New emphasis is being placed by many departments on managing data and information as a critical corporate asset. Data Administration can be described as the functions of planning, administration, and control of the data-related activities of an organization, and the Data Administrator is that person or organization responsible for carrying out the Data Administration.
A person from the Data Management or Administration area should be identified as a key project team member.
Data Base Administration plans, controls, and performs any other functions that directly lead to or have an immediate impact on operational data bases. The Data Base Administrator is the person or organization responsible for the functions of Data Base Administration. Where there is technical distinction between analyst and data base administrator, the auditor should ensure that data base administration is represented on the project team.
The auditor should review and evaluate the management controls used in developing new application systems or major enhancements. The auditor will look for evidence that there has been adequate user participation in the design and acceptance of the system and that there is adequate attention in the detail system and procedures design to accomplish general and application control.

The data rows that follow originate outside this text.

fn transl_stmt(func: &mut Function, offsets: &BTreeMap<Symbol, i64>, s: cs::Stmt) -> Stmt {
    match s {
        cs::Stmt::Sskip => Stmt::Sskip,
        cs::Stmt::Sset(t, e) => Stmt::Sset(t, transl_expr(offsets, e)),
        cs::Stmt::Sstore(chunk, addr, val) => Stmt::Sstore(
            chunk,
            transl_expr(offsets, addr),
            transl_expr(offsets, val),
        ),
        cs::Stmt::Scall(dest, sig, callee, args) => Stmt::Scall(
            dest,
            sig,
            transl_expr(offsets, callee),
            args.into_iter().map(|a| transl_expr(offsets, a)).collect(),
        ),
        cs::Stmt::Sbuiltin(dest, b, args) => Stmt::Sbuiltin(
            dest,
            b,
            args.into_iter().map(|a| transl_expr(offsets, a)).collect(),
        ),
        cs::Stmt::Sseq(a, b) => Stmt::seq(
            transl_stmt(func, offsets, *a),
            transl_stmt(func, offsets, *b),
        ),
        cs::Stmt::Sifthenelse(c, a, b) => Stmt::Sifthenelse(
            transl_expr(offsets, c),
            Box::new(transl_stmt(func, offsets, *a)),
            Box::new(transl_stmt(func, offsets, *b)),
        ),
        cs::Stmt::Sloop(body) => {
            Stmt::Sloop(Box::new(transl_stmt(func, offsets, *body)))
        }
        cs::Stmt::Sblock(body) => {
            Stmt::Sblock(Box::new(transl_stmt(func, offsets, *body)))
        }
        cs::Stmt::Sexit(n) => Stmt::Sexit(n),
        cs::Stmt::Sswitch(is_long, scrutinee, cases) => {
            let scrutinee = transl_expr(offsets, scrutinee);
            let arms: Vec<(Option<i64>, Stmt)> = cases
                .into_iter()
                .map(|c| (c.value, transl_stmt(func, offsets, c.body)))
                .collect();
            transl_switch(func, is_long, scrutinee, arms)
        }
        cs::Stmt::Sreturn(e) => Stmt::Sreturn(e.map(|e| transl_expr(offsets, e))),
        cs::Stmt::Slabel(l, inner) => {
            Stmt::Slabel(l, Box::new(transl_stmt(func, offsets, *inner)))
        }
        cs::Stmt::Sgoto(l) => Stmt::Sgoto(l),
    }
}

/// The dispatch shape chosen for one switch.
#[derive(Clone, Copy, Debug, PartialEq, Eq)]
pub enum Strategy {
    /// Nested equality tests; few cases.
    Linear,
    /// Dense table indexed by the normalised scrutinee.
    JumpTable,
    /// Binary search over the sorted case values.
    BinarySearch,
}

impl Strategy {
    /// Pick the dispatch strategy for `n` cases covering `density` of
    /// their value range.
    pub fn select(n: usize, density: f64) -> Strategy {
        if n <= 4 {
            Strategy::Linear
        } else if density >= 0.5 {
            Strategy::JumpTable
        } else {
            Strategy::BinarySearch
        }
    }
}
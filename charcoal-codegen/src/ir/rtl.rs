//! The RTL intermediate representation.
//!
//! A function is a control-flow graph: a table of numbered nodes, each
//! holding exactly one three-address instruction and the node(s) control
//! flows to next. Operands are unlimited pseudo-registers. The graph is an
//! arena keyed by [`Node`] ids, so loop back-edges cost nothing and no
//! cyclic ownership arises.
//!
//! Well-formedness invariants:
//! * every successor mentioned by an instruction is present in the code
//!   table;
//! * every pseudo-register is either a parameter or has defining
//!   instructions, and its type is recorded in `reg_types`;
//! * the entry node is present, and every path from it reaches `Ireturn`
//!   or `Itailcall`.

use crate::ir::op::{Addressing, Condition, Operation};
use crate::ir::types::{Builtin, Chunk, Signature, Type};
use crate::ir::DataItem;
use crate::symbols::Symbol;
use charcoal_entity::{entity_impl, PrimaryMap};
use core::fmt;
use smallvec::SmallVec;

/// A node of the control-flow graph.
#[derive(Clone, Copy, PartialEq, Eq, Hash, PartialOrd, Ord)]
pub struct Node(u32);
entity_impl!(Node, "n");

/// An unlimited pseudo-register.
#[derive(Clone, Copy, PartialEq, Eq, Hash, PartialOrd, Ord)]
pub struct Reg(u32);
entity_impl!(Reg, "r");

/// A spill slot introduced by the register allocator.
#[derive(Clone, Copy, PartialEq, Eq, Hash, PartialOrd, Ord)]
pub struct SpillSlot(u32);
entity_impl!(SpillSlot, "spill");

/// Short operand lists. Three is the largest operation arity (`madd`).
pub type RegList = SmallVec<[Reg; 4]>;

/// The callee of a call or tail call.
#[derive(Clone, Copy, Debug, PartialEq, Eq)]
pub enum Callee {
    /// Direct call to a known symbol.
    Symbol(Symbol),
    /// Indirect call through a register holding the function address.
    Reg(Reg),
}

impl fmt::Display for Callee {
    fn fmt(&self, f: &mut fmt::Formatter) -> fmt::Result {
        match self {
            Callee::Symbol(s) => write!(f, "\"{}\"", s),
            Callee::Reg(r) => write!(f, "{}", r),
        }
    }
}
struct Builder<'a> {
    src: &'a sel::Function,
    code: PrimaryMap<Node, Inst>,
    reg_types: PrimaryMap<Reg, Type>,
    /// Pseudo-register of each source temporary.
    temp_regs: Vec<Reg>,
    /// Exit-depth stack; `Sexit(n)` targets the `n`-th entry from the top.
    exits: Vec<Node>,
    /// Registers bound by enclosing `Elet`s, innermost last.
    lets: Vec<Reg>,
    /// Placeholder nodes for labels, patched at `Slabel`.
    labels: BTreeMap<Symbol, Node>,
}
//! Instruction selection: Cminor to CminorSel.
//!
//! A local, syntactic pass. Smart constructors recognise machine-friendly
//! shapes while expressions are rebuilt bottom-up: immediate operands,
//! shifted second operands, multiply-add/subtract, fused float
//! multiply-add, shift-by-constant. Address expressions are matched
//! against the AArch64 addressing modes in priority order, and conditions
//! are selected into flat machine conditions combined by the short-circuit
//! forms of [`CondExpr`].
//!
//! Integer remainder has no AArch64 instruction; it is selected into
//! `div` + `msub` sharing the operands through `Elet` bindings.

use crate::ir::cminor as cm;
use crate::ir::cminorsel::{CondExpr, Expr, Function, Program, Stmt};
use crate::ir::op::{Addressing, Condition, Extension, Operation, ShiftOp};
use crate::ir::ops::{Binop, Const, Unop};
use crate::ir::types::Comparison;

/// Run the pass over a whole program.
pub fn run(prog: cm::Program) -> Program {
    Program {
        globals: prog.globals,
        externals: prog.externals,
        functions: prog
            .functions
            .into_iter()
            .map(|(name, f)| {
                log::debug!("selection: {}", name);
                (
                    name,
                    Function {
                        sig: f.sig,
                        params: f.params,
                        stackspace: f.stackspace,
                        temps: f.temps,
                        body: sel_stmt(f.body),
                    },
                )
            })
            .collect(),
    }
}

fn op0(op: Operation) -> Expr {
    Expr::Eop(op, vec![])
}

fn op1(op: Operation, a: Expr) -> Expr {
    Expr::Eop(op, vec![a])
}

fn op2(op: Operation, a: Expr, b: Expr) -> Expr {
    Expr::Eop(op, vec![a, b])
}

fn op3(op: Operation, a: Expr, b: Expr, c: Expr) -> Expr {
    Expr::Eop(op, vec![a, b, c])
}

/// A selected expression that is a 32-bit integer constant.
fn int_const(e: &Expr) -> Option<i32> {
    match e {
        Expr::Eop(Operation::Ointconst(n), _) => Some(*n),
        _ => None,
    }
}

/// A selected expression that is a 64-bit integer constant.
fn long_const(e: &Expr) -> Option<i64> {
    match e {
        Expr::Eop(Operation::Olongconst(n), _) => Some(*n),
        _ => None,
    }
}

/// Destructure `x << s` (by immediate) and similar shifted operands.
fn shifted32(e: &Expr) -> Option<(ShiftOp, u8, &Expr)> {
    match e {
        Expr::Eop(Operation::Oshiftimm(s, n), args) => Some((*s, *n, &args[0])),
        _ => None,
    }
}

fn shifted64(e: &Expr) -> Option<(ShiftOp, u8, &Expr)> {
    match e {
        Expr::Eop(Operation::Oshiftlimm(s, n), args) => Some((*s, *n, &args[0])),
        _ => None,
    }
}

The exact extent of the auditor's participation in systems development is determined by the risk to the organization of the development activity. The risk is comprised of elements of development cost, operational cost and the organization's dependence on the information processed. Today's systems design and development activity is growing as a significant portion of organizational time and expense and organizations rely more than ever on the continued functioning of their EDP systems. In much the same manner that the auditor would establish the materiality of their findings, the auditor should also establish the reason for choosing certain criteria over others in the Planning Phase of the audit. This is accomplished by establishing the extent of the risk to the department should a particular management control be poorly executed. In some cases, this approach may enable very few audit resources to handle very large systems development projects.
The auditor may find very complex documents, deemed necessary to explain the system development role relationship between product managers, communication system designers, data base administrators, data owners, users, clients (sometimes called users' users) and a host of other titles that have sprung up to deal with the more complex Information Technology world described in Chapter 1.
Other than for the development of system requirements for the audit group, as a user of the system, the auditor must never be held directly responsible for any project activity. Auditors are "outside" the project team, even though they may offer advice on control, by letters or reports, to the project team. The auditor must, through all project development stages, verify that all of the issues and role/reporting concepts that will arise during the project are well documented.
In all of its systems development review activities, auditors must
ensure that the independence of the audit function is not compromised
for later on-going system reviews. This is normally accomplished by
assigning different auditors once the system has been installed, and
through the manner in which the system development auditor makes
observations and recommendations for the improvement of control. The
auditor must always resist being involved in the actual system design.